Was it tricky that Lauren—a Type A personality who resents the topsy-turvy social structure at her Austin, Texas, high school, where gay students are the coolest kids on campus—was the main adversary of the fake lesbian couple at the center of the show? Not at all, said Covington, because her opposition stems from her condition. “She’s trying to be the perfect girl, the normal girl in the normal high school. She’s threatened by Karma and Amy because they represent a crack that she didn’t want to have happen.” It’s important, too, that Lauren keep her bitchy edge: “People accept her for being intersex, but she hasn’t accepted it about herself. If someone accepts you for something you don’t accept about yourself, it’s frustrating. It makes you even more angry. So we’ve been able to keep her antagonism in a very real way that makes sense for what she’s going through.”

Just as the Sirens’ writing team researched asexuality before they incorporated it into the show, the Faking It folks sought help from GLAAD, which put them in touch with Advocates for Informed Choice, an intersex advocacy group, which worked with them to craft storylines. “They gave us an education about what intersex conditions mean. We talked about what issues they bring up,” Covington said. To a certain extent that advice shaped events in the show.

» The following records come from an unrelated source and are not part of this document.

// handlers/protected/rbac.rs - /v1/roles/* and /v1/permissions/*

use axum::{extract::Path, Extension, Json};
use serde_json::Value;
use uuid::Uuid;

use crate::database::models::{Permission, Role};
use crate::error::ApiError;
use crate::middleware::{ApiResponse, ApiResult, CurrentUser};
use crate::services::rbac_service::{NamedInput, PermissionIds, RBAC_MANAGE};
use crate::services::RbacService;

/// Service handle for a write, after checking `rbac.manage`
async fn manager(user: &CurrentUser) -> Result<RbacService, ApiError> {
    let service = RbacService::new().await?;
    service.require_permission(user, RBAC_MANAGE).await?;
    Ok(service)
}

/// GET /v1/roles
pub async fn role_list(Extension(_user): Extension<CurrentUser>) -> ApiResult<Vec<Role>> {
    let roles = RbacService::new().await?.roles().await?;
    Ok(ApiResponse::success(roles))
}

/// POST /v1/roles
pub async fn role_create(
    Extension(user): Extension<CurrentUser>,
    Json(input): Json<NamedInput>,
) -> ApiResult<Role> {
    let role = manager(&user).await?.create_role(input).await?;
    Ok(ApiResponse::created(role).with_message("Role created"))
}

/// GET /v1/roles/:id
pub async fn role_get(
    Extension(_user): Extension<CurrentUser>,
    Path(role_id): Path<Uuid>,
) -> ApiResult<Role> {
    let role = RbacService::new().await?.role(role_id).await?;
    Ok(ApiResponse::success(role))
}

/// PUT /v1/roles/:id
pub async fn role_update(
    Extension(user): Extension<CurrentUser>,
    Path(role_id): Path<Uuid>,
    Json(input): Json<NamedInput>,
) -> ApiResult<Role> {
    let role = manager(&user).await?.update_role(role_id, input).await?;
    Ok(ApiResponse::success(role).with_message("Role updated"))
}

/// DELETE /v1/roles/:id
pub async fn role_delete(
    Extension(user): Extension<CurrentUser>,
    Path(role_id): Path<Uuid>,
) -> ApiResult<Value> {
    manager(&user).await?.delete_role(role_id).await?;
    Ok(ApiResponse::success(Value::Null).with_message("Role deleted"))
}

/// GET /v1/roles/:id/permissions
pub async fn role_permissions(
    Extension(_user): Extension<CurrentUser>,
    Path(role_id): Path<Uuid>,
) -> ApiResult<Vec<Permission>> {
    let permissions = RbacService::new().await?.role_permissions(role_id).await?;
    Ok(ApiResponse::success(permissions))
}

/// PUT /v1/roles/:id/permissions - replaces the role's permission set
pub async fn role_set_permissions(
    Extension(user): Extension<CurrentUser>,
    Path(role_id): Path<Uuid>,
    Json(body): Json<PermissionIds>,
) -> ApiResult<Vec<Permission>> {
    let permissions = manager(&user)
        .await?
        .set_role_permissions(role_id, body.permission_ids)
        .await?;
    Ok(ApiResponse::success(permissions))
}

/// GET /v1/permissions
pub async fn permission_list(Extension(_user): Extension<CurrentUser>) -> ApiResult<Vec<Permission>> {
    let permissions = RbacService::new().await?.permissions().await?;
    Ok(ApiResponse::success(permissions))
}

/// POST /v1/permissions
pub async fn permission_create(
    Extension(user): Extension<CurrentUser>,
    Json(input): Json<NamedInput>,
) -> ApiResult<Permission> {
    let permission = manager(&user).await?.create_permission(input).await?;
    Ok(ApiResponse::created(permission).with_message("Permission created"))
}

/// GET /v1/permissions/:id
pub async fn permission_get(
    Extension(_user): Extension<CurrentUser>,
    Path(permission_id): Path<Uuid>,
) -> ApiResult<Permission> {
    let permission = RbacService::new().await?.permission(permission_id).await?;
    Ok(ApiResponse::success(permission))
}

/// PUT /v1/permissions/:id
pub async fn permission_update(
    Extension(user): Extension<CurrentUser>,
    Path(permission_id): Path<Uuid>,
    Json(input): Json<NamedInput>,
) -> ApiResult<Permission> {
    let permission = manager(&user).await?.update_permission(permission_id, input).await?;
    Ok(ApiResponse::success(permission).with_message("Permission updated"))
}

/// DELETE /v1/permissions/:id
pub async fn permission_delete(
    Extension(user): Extension<CurrentUser>,
    Path(permission_id): Path<Uuid>,
) -> ApiResult<Value> {
    manager(&user).await?.delete_permission(permission_id).await?;
    Ok(ApiResponse::success(Value::Null).with_message("Permission deleted"))
}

When I told Covington I’d been frustrated by how little Lauren’s intersex condition had been incorporated into the plot once it became known to the high-school student body, he explained, “We wanted to honor what we heard loud and clear from people who are intersex: that when they reveal this about themselves, it immediately becomes a sort of science class. They feel like everyone wants to know the details of how it works and people forget that they are human. We really wanted to focus Lauren’s journey not on a medical story or on any sort of curiosity about what does that mean about her body but how she has the same insecurities we all have: Do people really like me for me, and if people knew the real me, would they really like me?”

Feedback from intersex and asexual viewers cemented the creators’ commitment to present an accurate depiction of those communities. Covington said he was “really blown away” by the response to Lauren’s arc. Fisher told me, “A lot of asexuals wrote about the show and how much it meant to them to have asexuality represented on mainstream television. Look, I’m straight, white, and male, I’m the most overrepresented person on television. It meant a lot to me that it meant something to them.”